BEGIN Material provided

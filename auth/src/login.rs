//! Direct password login.
//!
//! The secret travels in the request body on this path. It exists for
//! clients that cannot run the challenge flow and can be switched off in
//! configuration.

use crate::error::{AuthError, Result};
use crate::providers::UserRepository;
use crate::state::AuthenticatedSession;
use crate::token::TokenService;
use constant_time_eq::constant_time_eq;
use std::sync::Arc;

/// Email and password login.
pub struct PasswordLogin<U> {
    users: Arc<U>,
    tokens: Arc<TokenService>,
    enabled: bool,
}

impl<U: UserRepository> PasswordLogin<U> {
    /// Create the password login path.
    #[must_use]
    pub fn new(users: Arc<U>, tokens: Arc<TokenService>) -> Self {
        Self {
            users,
            tokens,
            enabled: true,
        }
    }

    /// Enable or disable the path.
    #[must_use]
    pub fn with_enabled(mut self, enabled: bool) -> Self {
        self.enabled = enabled;
        self
    }

    /// Returns `true` if password login is accepted.
    #[must_use]
    pub const fn is_enabled(&self) -> bool {
        self.enabled
    }

    /// Authenticate with `email` and plaintext `password`.
    ///
    /// # Errors
    ///
    /// - `AuthError::MalformedInput` if either field is empty
    /// - `AuthError::InvalidCredentials` for an unknown email or wrong password
    /// - `AuthError::ResourceNotFound` if the path is disabled
    pub async fn login(&self, email: &str, password: &str) -> Result<AuthenticatedSession> {
        if !self.enabled {
            return Err(AuthError::ResourceNotFound);
        }
        if email.trim().is_empty() || password.is_empty() {
            return Err(AuthError::MalformedInput(
                "email and password are required".to_string(),
            ));
        }

        let account = self.users.find_by_email(email).await?;
        let matched = account
            .as_ref()
            .is_some_and(|a| constant_time_eq(a.secret.as_bytes(), password.as_bytes()));

        let Some(account) = account.filter(|_| matched) else {
            tracing::warn!(principal = %email, "Password login failed");
            metrics::counter!("auth_logins_failed_total", "mode" => "password").increment(1);
            return Err(AuthError::InvalidCredentials);
        };

        let token = self.tokens.issue(&account)?;

        tracing::warn!(
            principal = %email,
            user_id = %account.id,
            "Password login succeeded; secret was sent over the wire"
        );
        metrics::counter!("auth_logins_total", "mode" => "password").increment(1);

        Ok(AuthenticatedSession {
            token,
            user: account.to_public(),
        })
    }
}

END Material provided

What is required:
In the entries above, copy each line that contains the string "Result".

The answer:
use crate::error::{AuthError, Result};
    pub async fn login(&self, email: &str, password: &str) -> Result<AuthenticatedSession> {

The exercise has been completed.